Time to head for home.
On Thursday, June 17 we said our goodbyes to Kay and Mike. As I pulled out on the highway through Baraboo to begin our 1,800 mile (2,980 km) trip to Picton, Ontario, Martin looked at me.
“This one better not catch fire,” he said.
As we travelled southward through the Wisconsin dairy land, I watched the gas gauge closely. I knew mileage wouldn’t be good in a five to six ton vintage RV, but I wasn’t sure how big the tank was. Even so, the needle showed Empty pretty quickly.
We pulled into a service station for a fill up. The nozzle kicked out at 23 US gallons (87 litres). The gauge needle indicated ¾ full. We found something on the Travco that didn’t work! Our previous C class RV’s gas gauge was inaccurate, so it didn’t bother me. Once I determine the capacity of the tank (I’m guessing 45 US gallons), all I have to do is approximate the gallons to the mile to calculate distance on a fill up.
Closer to the Illinois state line, my gas pedal leg began to tire. I find the gas and brake pedals to be quite stiff on this Travco. I tried setting the cruise control. Mike Cummins mentioned before we left there was a new cruise control system included with the Travco but it hadn’t yet been installed. I need to get it installed. The original cruise control was non-functional. Another minor fix.
I must note I will never complain about the condition of Canadian highways again. We could have churned butter on the interstate through Illinois, Indiana and Michigan. I don’t know how these avenues could be considered passable roads. At a fuel stop in Indiana, I said something about the potholed, cracked cement highway to an attendant.
“We had a car come through here two days ago and the rough road cracked his gas tank,” he replied.
Maybe the jouncing around that addled my brain, but we pulled out without replacing the gas cap. A mile down the road, on the exit ramp to the interstate, I pulled over.
“Martin, get out and check for the gas cap.”
He rolled his eyes in a ‘not again’ look. Last time we went on an extended RV trip, I left a gas cap in Georgia.
Sure enough, it wasn’t there. There was nowhere to turn around, so we left the RV alongside the road and walked the mile back to the gas station where the gas cap sat beside the pump right where I left it. It was dark by the time we got back to the Travco. I secured the cap and we continued our trip.
The rest of our travels were relatively uneventful, including a very smooth and brief importation experience at the US – Canada border. After two days on the road we were getting weary and we had no water on board for showering so we splurged the last night on a comfortable hotel room.

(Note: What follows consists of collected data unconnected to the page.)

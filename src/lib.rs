pub mod api;
pub mod config;
pub mod pipeline;

use std::path::PathBuf;
use std::sync::Arc;

use tracing_subscriber::EnvFilter;

use crate::config::{AppConfig, ConfigError};
use crate::pipeline::extraction::orchestrator::DocumentExtractor;
use crate::pipeline::extraction::pdf::PdfTextExtractor;
use crate::pipeline::extraction::pdf_renderer::EmbeddedImageRenderer;
use crate::pipeline::extraction::pdfium::PdfiumRenderer;
use crate::pipeline::extraction::types::PdfPageRenderer;
use crate::pipeline::extraction::build_ocr_engine;
use crate::pipeline::import::staging::cleanup_orphaned_workspaces;

#[derive(Debug, thiserror::Error)]
pub enum StartupError {
    #[error("Configuration error: {0}")]
    Config(#[from] ConfigError),
    #[error("I/O error: {0}")]
    Io(#[from] std::io::Error),
    #[error("Server error: {0}")]
    Server(String),
}

/// Where request workspaces live for the lifetime of the process.
enum WorkRoot {
    /// Operator-provided directory, left in place on exit.
    Configured(PathBuf),
    /// Removed when dropped at shutdown.
    Owned(tempfile::TempDir),
}

impl WorkRoot {
    fn prepare(config: &AppConfig) -> Result<Self, std::io::Error> {
        match &config.work_dir {
            Some(dir) => {
                std::fs::create_dir_all(dir)?;
                let removed = cleanup_orphaned_workspaces(dir);
                if removed > 0 {
                    tracing::info!(removed, "Removed leftover request workspaces");
                }
                Ok(Self::Configured(dir.clone()))
            }
            None => Ok(Self::Owned(
                tempfile::Builder::new().prefix("cvtext-").tempdir()?,
            )),
        }
    }

    fn path(&self) -> PathBuf {
        match self {
            Self::Configured(dir) => dir.clone(),
            Self::Owned(dir) => dir.path().to_path_buf(),
        }
    }
}

/// Wire the production extractor: pdf-extract for text, Tesseract for OCR,
/// PDFium for rendering with the lopdf image fallback.
pub fn build_extractor(config: &AppConfig) -> DocumentExtractor {
    let ocr_engine = build_ocr_engine(config.tessdata_dir.as_deref(), &config.ocr_languages);

    let renderer: Box<dyn PdfPageRenderer + Send + Sync> = match PdfiumRenderer::new() {
        Ok(renderer) => {
            tracing::info!("PDF page rendering via PDFium");
            Box::new(renderer)
        }
        Err(e) => {
            tracing::warn!(
                error = %e,
                "PDFium unavailable, scanned pages will use their embedded images"
            );
            Box::new(EmbeddedImageRenderer)
        }
    };

    DocumentExtractor::new(ocr_engine, Box::new(PdfTextExtractor), renderer)
        .with_render_dpi(config.render_dpi)
}

pub fn run() -> Result<(), StartupError> {
    // Initialize tracing
    tracing_subscriber::fmt()
        .with_env_filter(
            EnvFilter::try_from_default_env()
                .unwrap_or_else(|_| EnvFilter::new(config::default_log_filter())),
        )
        .init();

    tracing::info!("{} starting v{}", config::APP_NAME, config::APP_VERSION);

    let config = AppConfig::from_env()?;
    let work_root = WorkRoot::prepare(&config)?;
    tracing::info!(
        work_root = %work_root.path().display(),
        ocr_languages = %config.ocr_languages,
        render_dpi = config.render_dpi,
        max_upload_bytes = config.max_upload_bytes,
        "Configuration loaded"
    );

    let extractor = build_extractor(&config);
    let state = api::AppState::new(
        Arc::new(extractor),
        work_root.path(),
        config.ocr_languages.clone(),
        config.max_upload_bytes,
    );

    let runtime = tokio::runtime::Builder::new_multi_thread()
        .enable_all()
        .build()?;

    runtime.block_on(async {
        let server = api::start_server_on(state, config.bind_addr)
            .await
            .map_err(StartupError::Server)?;
        tracing::info!("Open http://{} in a browser", server.session.server_addr);

        if let Err(e) = tokio::signal::ctrl_c().await {
            tracing::error!("Failed to listen for Ctrl-C: {e}");
        }
        server.stop().await;
        Ok::<(), StartupError>(())
    })?;

    drop(work_root);
    tracing::info!("{} stopped", config::APP_NAME);
    Ok(())
}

Our last leg of the journey took us through one more major city – Toronto. Cruising east on the 401 highway surrounded by heavy traffic, I noticed a small black car with bright green trim pull up beside us. The driver was smiling and waving madly. In a city of 3.5 million with hundreds of thousands of cars on the move, Martin’s cousin Graham was driving beside us! He was the first one in the family to see the Travco.
We pulled into our driveway mid-afternoon Saturday, June 18. After a cursory examination we discovered a cracked cupboard door and a loose panel near the floor, courtesy of our rough ride across the tri-state area.
We’ve spent the past couple days getting to know our Travco. We have the manuals and service records but we still have a lot of questions to be answered. I will be posting lots of photos and asking questions of the more experienced Travco owners on the Travco forum. Especially regarding the dash controls. There are more buttons and switches than on the Space Shuttle.
Now I understand why we Travco owners are so proud and protective of our RVs. They are a true diamond in the vintage RV world. We can’t wait to go on family adventures with this rig. Lucky Seven is already turning heads. I’m learning to allow for extra travel time because whenever we stop for gas, people ask questions, take photos and request a peek inside. We’re going to make lots of friends and have good times in this RV.
We took Lucky Seven to her first car show June 21. Had around 80 people take photos and tour the interior. Nobody believed it was a 1974 or that most of it was original!
Too many buttons!!
View facing the rear of the Travco. That bathroom is almost as big as the one in my house!
View from back to front of the Travco. The fridge is new, but everything else in view is vintage.